Biological experiments are generating increasingly large and complex sets of data. This has made it difficult to reproduce experiments at other research laboratories in order to confirm - or refute - the results. The difficulty lies not only in the complexity of the data, but also in the elaborate computer programmes and systems needed to analyse them. Scientists from the Luxembourg Centre for Systems Biomedicine (LCSB) of the University of Luxembourg have now developed a new bioinformatics tool that will make the analysis of biological and biomedical experiments more transparent and reproducible.
The tool was developed under the direction of Prof. Paul Wilmes, head of the LCSB group Eco-Systems Biology, in close cooperation with the LCSB Bioinformatics Core. A paper describing the tool has been published in the highly ranked open access journal Genome Biology. The new bioinformatics tool, called IMP, is also available to researchers online.
Biological and biomedical research is being inundated with a flood of data as new studies delve into increasingly complex subjects - like the entire microbiome of the gut - using faster automated techniques allowing so-called high-throughput experiments. Experiments that not long ago had to be carried out laboriously by hand can now be repeated swiftly and systematically almost as often as needed. Analytical methods for interpreting this data have yet to catch up with the trend. "Each time you use a different method to analyse these complex systems, something different comes out of it," says Paul Wilmes. Every laboratory uses its own computational programs, and these are often kept secret. The computational methods also frequently change, sometimes simply due to a new operating system. "So it is extremely difficult, and often even impossible, to reproduce certain results at a different lab," Wilmes explains. "Yet, that is the very foundation of science: an experiment must be reproducible anywhere, any time, and must lead to the same results. Otherwise, we couldn't draw any meaningful conclusions from it."
The scientists at LCSB are now helping to rectify this situation. An initiative has been launched at the LCSB Bioinformatics Core, called "R3 - Reproducible Research Results". "With R3, we want to enable scientists around the world to increase the reproducibility and transparency of their research - through systematic training, through the development of methods and tools, and through establishing the necessary infrastructure," says Dr. Reinhard Schneider, head of the Bioinformatics Core.
The insights from the R3 initiative are then used in projects such as IMP. "IMP is a reproducible pipeline for the analysis of highly complex data," says Dr. Shaman Narayanasamy. As co-author of the study, he has just completed his doctor's degree on this subject in Paul Wilmes' group. "We preserve computer programs in the very state in which they delivered certain experimental data. From this quasi frozen state, we can later thaw the programs out again if the data ever need reprocessing, or if new data need to be analysed in the same way." The scientists also aggregate different components of the analytical software into so-called containers. These can be combined in different ways without risking interference between different program parts.

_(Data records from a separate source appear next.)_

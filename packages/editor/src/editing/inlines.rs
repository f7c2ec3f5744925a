//! Inline creation and removal. Inlines never nest: creating one over a
//! selection that already touches an inline does nothing.

use crate::editor::Editor;
use crate::errors::{EditorError, EditorResult};
use crate::node::{ElementKind, ElementProps, InlineType, Node};
use crate::selection::{nodes_in_range, unhang_range, Anchor};
use crate::transforms::Split;

impl Editor {
    /// True if an inline of `kind` intersects the selection
    pub fn is_inline_active(&self, kind: InlineType) -> bool {
        let Some(range) = self.selection() else {
            return false;
        };
        nodes_in_range(&self.tree, &range)
            .into_iter()
            .any(|node| self.tree.kind(node) == Some(ElementKind::Inline(kind)))
    }

    /// Create an inline at the selection; returns whether one was created
    ///
    /// At a caret a new inline is inserted holding `text`, the configured
    /// placeholder for its type, or nothing for void types; the caret moves
    /// to its end. Over a range the covered text is wrapped, and void types
    /// drop the wrapped text.
    pub fn create_inline(&mut self, props: ElementProps, text: Option<&str>) -> EditorResult<bool> {
        let Some(kind) = props.kind.inline_type() else {
            return Err(EditorError::invalid_operation(
                "create_inline needs an inline element",
            ));
        };
        let Some(range) = self.selection() else {
            return Ok(false);
        };
        let range = unhang_range(&self.tree, &range);

        let nested = nodes_in_range(&self.tree, &range)
            .into_iter()
            .any(|node| self.tree.is_inline(node));
        let (start, end) = range.edges();
        let start = Anchor::from_point(&self.tree, start)?;
        let end = Anchor::from_point(&self.tree, end)?;
        let in_void = [start, end]
            .iter()
            .any(|anchor| self.tree.void_of(anchor.node).is_some());
        if nested || (range.is_collapsed() && in_void) {
            tracing::debug!(?kind, "create_inline skipped: selection touches an inline or void");
            return Ok(false);
        }

        if range.is_collapsed() {
            let content = if kind.is_void() {
                String::new()
            } else {
                text.or_else(|| self.config.placeholder(kind))
                    .unwrap_or_default()
                    .to_string()
            };
            self.with_batch("create_inline", |editor| {
                let leaf = start.node;
                let (parent, _) = editor.position_of(leaf)?;
                let right = editor.split_id(leaf, start.offset)?;
                let (_, index) = editor.position_of(right)?;
                let inline = editor.insert_id(parent, index, &Node::element(props, vec![Node::text(content)]))?;
                if let Some(text) = editor.tree.first_text(inline) {
                    let len = editor.tree.text_len(text);
                    editor.set_caret(text, len);
                }
                Ok(())
            })?;
            return Ok(true);
        }

        let backward = range.is_backward();
        self.with_batch("create_inline", |editor| {
            let wrappers = editor.wrap_range(&props, &range, Split::Exact)?;
            if props.is_void() {
                for wrapper in &wrappers {
                    for child in editor.tree.children(*wrapper).to_vec() {
                        editor.remove_id(child)?;
                    }
                    editor.insert_id(*wrapper, 0, &Node::text(""))?;
                }
            }

            let first = wrappers.first().and_then(|w| editor.tree.first_text(*w));
            let last = wrappers.last().and_then(|w| editor.tree.last_text(*w));
            match (first, last) {
                (Some(first), Some(_)) if props.is_void() => editor.set_caret(first, 0),
                (Some(first), Some(last)) => editor.select_leaves(first, last, backward),
                _ => {}
            }
            Ok(())
        })?;
        Ok(true)
    }

    /// Replace inlines of `kind` in the selection with their children
    pub fn unwrap_inline(&mut self, kind: InlineType) -> EditorResult<usize> {
        let Some(range) = self.selection() else {
            return Ok(0);
        };
        self.with_batch("unwrap_inline", |editor| {
            let target = ElementKind::Inline(kind);
            editor.unwrap_range(&range, &|props: &ElementProps| props.kind == target, Split::Whole)
        })
    }
}
#[cfg(test)]
mod tests {
    use super::*;
    use crate::node::{BlockType, InlineType};

    fn sample() -> Tree {
        Tree::from_nodes(&[
            Node::paragraph("one"),
            Node::block(
                BlockType::OrderedList,
                vec![
                    Node::block(BlockType::ListItem, vec![Node::text("a")]),
                    Node::block(BlockType::ListItem, vec![Node::text("b")]),
                ],
            ),
        ])
        .unwrap()
    }

    #[test]
    fn test_paths_are_derived_from_parents() {
        let tree = sample();
        let item = tree.node_at(&Path::from([1, 1])).unwrap();
        assert_eq!(tree.path_of(item), Some(Path::from([1, 1])));
        assert_eq!(tree.string(item), "b");
        assert!(tree.is_attached(item));
    }

    #[test]
    fn test_invalid_path_is_an_error() {
        let tree = sample();
        assert!(matches!(
            tree.node_at(&Path::from([5])),
            Err(EditorError::InvalidPath(_))
        ));
        assert!(matches!(
            tree.text_at(&Path::from([1])),
            Err(EditorError::NotAText(_))
        ));
    }

    #[test]
    fn test_texts_in_document_order() {
        let tree = sample();
        let texts: Vec<String> = tree
            .texts()
            .into_iter()
            .map(|id| tree.string(id))
            .collect();
        assert_eq!(texts, vec!["one", "a", "b"]);
    }

    #[test]
    fn test_previous_and_next_text() {
        let tree = sample();
        let list = tree.node_at(&Path::from([1])).unwrap();
        let before = tree.previous_text(list).unwrap();
        assert_eq!(tree.text(before), Some("one"));
        let first_item = tree.node_at(&Path::from([1, 0])).unwrap();
        let after = tree.next_text(first_item).unwrap();
        assert_eq!(tree.text(after), Some("b"));
        assert_eq!(tree.next_text(list), None);
    }

    #[test]
    fn test_neighbour_texts_skip_empty_elements() {
        let tree = Tree::from_nodes(&[
            Node::paragraph("one"),
            Node::block(BlockType::UnorderedList, vec![]),
            Node::block(
                BlockType::Paragraph,
                vec![Node::text("two"), Node::inline(InlineType::Link, vec![Node::text("three")])],
            ),
        ])
        .unwrap();
        let empty = tree.node_at(&Path::from([1])).unwrap();
        assert_eq!(tree.previous_text(empty).and_then(|t| tree.text(t)), Some("one"));
        assert_eq!(tree.next_text(empty).and_then(|t| tree.text(t)), Some("two"));

        let link = tree.node_at(&Path::from([2, 1])).unwrap();
        assert_eq!(tree.previous_text(link).and_then(|t| tree.text(t)), Some("two"));
        let last = tree.text_at(&Path::from([2, 1, 0])).unwrap();
        assert_eq!(tree.next_text(last), None);
        assert_eq!(tree.last_text(tree.root()), Some(last));
    }

    #[test]
    fn test_round_trip_through_values() {
        let nodes = vec![Node::paragraph("x"), Node::void(ElementKind::Block(BlockType::Image))];
        let tree = Tree::from_nodes(&nodes).unwrap();
        assert_eq!(tree.to_nodes(), nodes);
    }

    #[test]
    fn test_char_helpers_respect_multibyte_text() {
        let text = "héllo";
        assert_eq!(byte_index(text, 2), 3);
        assert_eq!(char_slice(text, 1, 3), "éll");
        assert_eq!(byte_index(text, 9), text.len());
    }
}
use crate::commands::{normalize_hotkey, EditCommand};
use crate::errors::EditorError;
use crate::marks::{intensity_marks, Mark, Marks};
use crate::node::{BlockType, ElementKind, InlineType};
use serde::{Deserialize, Serialize};
use std::collections::BTreeMap;
use std::path::PathBuf;
use std::time::Duration;

pub const DEFAULT_CONFIG_NAME: &str = "folio.config.json";

/// Editor configuration file format
#[derive(Debug, Clone, PartialEq, Serialize, Deserialize)]
#[serde(rename_all = "camelCase", default)]
pub struct EditorConfig {
    /// Maximum number of undo levels (0 = unlimited)
    pub undo_limit: usize,

    /// Block types where a line break inserts `\n` instead of splitting
    pub soft_break_types: Vec<BlockType>,

    /// Groups of mutually exclusive marks; adding one removes the others
    pub exclusive_mark_groups: Vec<Marks>,

    /// Text inserted into a new inline created at a collapsed selection
    pub inline_placeholders: BTreeMap<InlineType, String>,

    /// Quiet period before a pending save is handed off
    pub autosave_debounce_ms: u64,

    /// Hotkey (e.g. `mod+shift+x`) to command
    pub keymap: BTreeMap<String, EditCommand>,
}

impl EditorConfig {
    /// Load config from a directory, falling back to defaults if none exists
    pub fn load(dir: &str) -> Result<Self, EditorError> {
        let config_path = PathBuf::from(dir).join(DEFAULT_CONFIG_NAME);

        if config_path.exists() {
            let content = std::fs::read_to_string(&config_path)?;
            Self::from_json(&content)
        } else {
            tracing::debug!(path = %config_path.display(), "no config file, using defaults");
            Ok(Self::default())
        }
    }

    pub fn from_json(json: &str) -> Result<Self, EditorError> {
        let mut config: EditorConfig = serde_json::from_str(json)?;
        config.keymap = config
            .keymap
            .into_iter()
            .map(|(hotkey, command)| (normalize_hotkey(&hotkey), command))
            .collect();
        Ok(config)
    }

    pub fn is_soft_break(&self, kind: ElementKind) -> bool {
        kind.block_type()
            .is_some_and(|block| self.soft_break_types.contains(&block))
    }

    /// The marks that must be cleared when `mark` is added
    pub fn exclusive_group_of(&self, mark: &Mark) -> Marks {
        self.exclusive_mark_groups
            .iter()
            .filter(|group| group.contains(mark))
            .fold(Marks::new(), |acc, group| acc.with_all(group))
    }

    pub fn placeholder(&self, kind: InlineType) -> Option<&str> {
        self.inline_placeholders.get(&kind).map(String::as_str)
    }

    pub fn autosave_debounce(&self) -> Duration {
        Duration::from_millis(self.autosave_debounce_ms)
    }

    pub fn command_for(&self, hotkey: &str) -> Option<&EditCommand> {
        self.keymap.get(&normalize_hotkey(hotkey))
    }
}

fn default_keymap() -> BTreeMap<String, EditCommand> {
    [
        ("mod+shift+x", EditCommand::ToggleStrikethrough),
        ("mod+shift+r", EditCommand::ToggleCrossReference),
        ("mod+b", EditCommand::IncreaseStress),
        ("mod+i", EditCommand::IncreaseEmphasis),
        ("mod+z", EditCommand::Undo),
        ("mod+shift+z", EditCommand::Redo),
        ("arrowdown", EditCommand::MoveDown),
        ("enter", EditCommand::InsertBreak),
        ("backspace", EditCommand::DeleteBackward),
    ]
    .into_iter()
    .map(|(hotkey, command)| (hotkey.to_string(), command))
    .collect()
}

impl Default for EditorConfig {
    fn default() -> Self {
        Self {
            undo_limit: 100,
            soft_break_types: vec![BlockType::Code],
            exclusive_mark_groups: vec![intensity_marks()],
            inline_placeholders: BTreeMap::from([(InlineType::Link, "link".to_string())]),
            autosave_debounce_ms: 1000,
            keymap: default_keymap(),
        }
    }
}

"The subprograms in the containers can be stringed together in series as needed," says the first author of the study, Yohan Jarosz of the Bioinformatics Core. This creates a pipeline for the data to flow through. Because the computational operators are frozen in containers, one does not need reference data to know the conditions - e.g. type of operating system or computer processor - under which to perform the analysis. "The whole process remains entirely open and transparent," says Jarosz. Every scientist can thus modify any step of the program - of course diligently recording every part of the process in a logbook to ensure full traceability.
Paul Wilmes is especially interested in using this method to analyse metagenomic and metatranscriptomic data. Such data are produced, for example, when researching entire bacterial communities in the human gut or in wastewater treatment plants. By knowing the full complement of DNA in the sample and all the gene products, they can determine what bacterial species are present and active in the gut or treatment plant. What is more, the scientists can also tell how big the population of each bacterial species is, what substances they produce at a given point in time, and what influences the organisms have on one another.

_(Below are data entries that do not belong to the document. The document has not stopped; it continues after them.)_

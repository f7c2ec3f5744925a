//! # Normalization
//!
//! Structural repairs that run after every batch of operations, before the
//! batch commits.
//!
//! ## Design
//!
//! Normalization is a set of shallow [`NormalizeRule`]s. A rule looks at one
//! dirty node (and its direct children) and proposes at most one [`Repair`].
//! The editor drives a bounded work-list over dirty nodes:
//!
//! 1. pop a dirty node; skip it when it is no longer attached
//! 2. ask each rule in order for a repair; apply the first one through the
//!    ordinary operation path, which marks more nodes dirty
//! 3. re-queue the node so it is checked again after the repair
//!
//! Repairs are:
//! - **Deterministic**: the same tree always yields the same repair
//! - **Minimal**: one operation per repair, then re-check
//! - **Local**: a rule only reads the node and its children
//!
//! The loop stops once no dirty nodes remain. A budget proportional to the
//! tree size bounds it; running past the budget is a bug in the rules and is
//! reported as [`EditorError::NormalizationDiverged`](crate::EditorError::NormalizationDiverged).

use crate::node::{BlockType, ElementKind, Node};
use crate::tree::{NodeData, NodeId, Tree};

/// One structural repair proposed by a rule
#[derive(Debug, Clone, PartialEq)]
pub enum Repair {
    /// Insert a new node as `parent`'s child at `index`
    Insert {
        parent: NodeId,
        index: usize,
        node: Node,
    },

    /// Remove an attached node
    Remove { node: NodeId },

    /// Merge a text leaf into the text leaf right before it
    MergeIntoPrevious { node: NodeId },
}

/// A shallow check on one dirty node
pub trait NormalizeRule: std::fmt::Debug {
    fn name(&self) -> &'static str;

    fn check(&self, tree: &Tree, node: NodeId) -> Option<Repair>;
}

fn is_content_void(tree: &Tree, node: NodeId) -> bool {
    tree.is_block(node)
        && tree.is_void(node)
        && tree.kind(node) != Some(ElementKind::Block(BlockType::VoidSpacer))
}

fn is_spacer(tree: &Tree, node: NodeId) -> bool {
    tree.kind(node) == Some(ElementKind::Block(BlockType::VoidSpacer))
}

/// Every top-level void block sits between spacers; consecutive voids share one
#[derive(Debug)]
pub struct SpacersAroundVoids;

impl NormalizeRule for SpacersAroundVoids {
    fn name(&self) -> &'static str {
        "spacers_around_voids"
    }

    fn check(&self, tree: &Tree, node: NodeId) -> Option<Repair> {
        if node != tree.root() {
            return None;
        }
        let children = tree.children(node);
        for (index, child) in children.iter().enumerate() {
            if !is_content_void(tree, *child) {
                continue;
            }
            let before = index.checked_sub(1).map(|i| children[i]);
            if !before.is_some_and(|sibling| is_spacer(tree, sibling)) {
                return Some(Repair::Insert {
                    parent: node,
                    index,
                    node: Node::void(ElementKind::Block(BlockType::VoidSpacer)),
                });
            }
            let after = children.get(index + 1).copied();
            if !after.is_some_and(|sibling| is_spacer(tree, sibling)) {
                return Some(Repair::Insert {
                    parent: node,
                    index: index + 1,
                    node: Node::void(ElementKind::Block(BlockType::VoidSpacer)),
                });
            }
        }
        None
    }
}

/// Spacers only exist next to a void block, and never two in a row
#[derive(Debug)]
pub struct RemoveOrphanedSpacers;

impl NormalizeRule for RemoveOrphanedSpacers {
    fn name(&self) -> &'static str {
        "remove_orphaned_spacers"
    }

    fn check(&self, tree: &Tree, node: NodeId) -> Option<Repair> {
        if node != tree.root() {
            return None;
        }
        let children = tree.children(node);
        for (index, child) in children.iter().enumerate() {
            if !is_spacer(tree, *child) {
                continue;
            }
            let before = index.checked_sub(1).map(|i| children[i]);
            let after = children.get(index + 1).copied();

            if before.is_some_and(|sibling| is_spacer(tree, sibling)) {
                return Some(Repair::Remove { node: *child });
            }
            let guards_void = before.is_some_and(|sibling| is_content_void(tree, sibling))
                || after.is_some_and(|sibling| is_content_void(tree, sibling));
            if !guards_void {
                return Some(Repair::Remove { node: *child });
            }
        }
        None
    }
}

/// List containers with no items are removed
#[derive(Debug)]
pub struct RemoveEmptyLists;

impl NormalizeRule for RemoveEmptyLists {
    fn name(&self) -> &'static str {
        "remove_empty_lists"
    }

    fn check(&self, tree: &Tree, node: NodeId) -> Option<Repair> {
        let is_list = tree
            .kind(node)
            .and_then(ElementKind::block_type)
            .is_some_and(BlockType::is_list);
        (is_list && tree.children(node).is_empty()).then_some(Repair::Remove { node })
    }
}

/// Elements always hold some content; an empty document holds one paragraph
#[derive(Debug)]
pub struct FillEmptyElements;

impl NormalizeRule for FillEmptyElements {
    fn name(&self) -> &'static str {
        "fill_empty_elements"
    }

    fn check(&self, tree: &Tree, node: NodeId) -> Option<Repair> {
        if !tree.children(node).is_empty() {
            return None;
        }
        let filler = match tree.data(node) {
            NodeData::Root => Node::paragraph(""),
            NodeData::Element(props) if props.kind.block_type().is_some_and(BlockType::is_list) => {
                return None
            }
            NodeData::Element(_) => Node::text(""),
            NodeData::Text { .. } => return None,
        };
        Some(Repair::Insert {
            parent: node,
            index: 0,
            node: filler,
        })
    }
}

/// Adjacent text leaves with identical marks become one leaf
#[derive(Debug)]
pub struct MergeAdjacentTexts;

impl NormalizeRule for MergeAdjacentTexts {
    fn name(&self) -> &'static str {
        "merge_adjacent_texts"
    }

    fn check(&self, tree: &Tree, node: NodeId) -> Option<Repair> {
        let children = tree.children(node);
        for pair in children.windows(2) {
            let (left, right) = (pair[0], pair[1]);
            let (Some(left_marks), Some(right_marks)) = (tree.marks(left), tree.marks(right))
            else {
                continue;
            };
            if left_marks == right_marks || tree.text_len(right) == 0 {
                return Some(Repair::MergeIntoPrevious { node: right });
            }
            if tree.text_len(left) == 0 {
                return Some(Repair::Remove { node: left });
            }
        }
        None
    }
}

/// The ordered rule set
#[derive(Debug)]
pub struct Normalizer {
    rules: Vec<Box<dyn NormalizeRule>>,
}

impl Normalizer {
    /// Create a normalizer with the built-in rules
    pub fn new() -> Self {
        Self {
            rules: vec![
                Box::new(SpacersAroundVoids),
                Box::new(RemoveOrphanedSpacers),
                Box::new(RemoveEmptyLists),
                Box::new(FillEmptyElements),
                Box::new(MergeAdjacentTexts),
            ],
        }
    }

    /// The first repair any rule proposes for `node`, with the rule's name
    pub fn check(&self, tree: &Tree, node: NodeId) -> Option<(&'static str, Repair)> {
        self.rules
            .iter()
            .find_map(|rule| rule.check(tree, node).map(|repair| (rule.name(), repair)))
    }

    /// Upper bound on repairs for one pass over a tree of this size
    pub fn budget(tree: &Tree, dirty: usize) -> usize {
        16 * (tree.attached_len() + dirty) + 64
    }

    pub fn rule_names(&self) -> Vec<&'static str> {
        self.rules.iter().map(|rule| rule.name()).collect()
    }
}

impl Default for Normalizer {
    fn default() -> Self {
        Self::new()
    }
}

The catch, until recently, was that researchers at other laboratories have had a hard time reproducing the experimental results. With IMP, that has now changed, Wilmes continues: "We have already put data from other laboratories through the first tests with IMP. The results are clear: We can reproduce them - and our computations in IMP bring far more details to light than came forth in the original study, for example identifying genes that play a crucial role in the metabolism of bacterial communities."

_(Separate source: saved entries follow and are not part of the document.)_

//! # Mutation Primitives
//!
//! The sanctioned ways to change a document. Each public primitive runs as
//! its own batch (or joins the caller's batch) and compiles down to
//! [`Operation`]s, so normalization and undo see every change.
//!
//! The `*_id` helpers are the same primitives addressed by [`NodeId`]. The
//! editing algorithms use them because ids, unlike paths, survive the
//! structural edits made earlier in the same algorithm.

use crate::editor::Editor;
use crate::errors::{EditorError, EditorResult};
use crate::marks::Marks;
use crate::node::{validate_node, ElementProps, Node, NodePatch};
use crate::operation::{NodeProperties, Operation};
use crate::path::{Path, Point, Range};
use crate::selection::{covered_spans, nodes_in_range, Anchor, LeafSpan};
use crate::tree::{char_slice, NodeData, NodeId};
use std::cmp::Ordering;

/// Where a wrap or unwrap is allowed to cut through partially covered nodes
#[derive(Debug, Clone, Copy, PartialEq, Eq)]
pub enum Split {
    /// Split boundary nodes so the change applies exactly to the range
    Exact,
    /// Apply to whole nodes touched by the range
    Whole,
}

impl From<bool> for Split {
    fn from(split: bool) -> Self {
        if split {
            Split::Exact
        } else {
            Split::Whole
        }
    }
}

"Thanks to IMP, only standardised and reproducible methods are now used in microbiome research at LCSB - from the wet lab, where the experiments are done, to the dry lab, where above all computer simulations and models are run. We have an internationally pioneering role in this," says Wilmes. "Thanks to R3, IMP also sets standards which other institutes, not only LCSB, will surely be interested to apply," adds Reinhard Schneider of the Bioinformatics Core. "We therefore make the technology of other researchers openly available - the standard ought to be quickly adopted. Only reproducible analyses of results will advance biomedicine in the long term."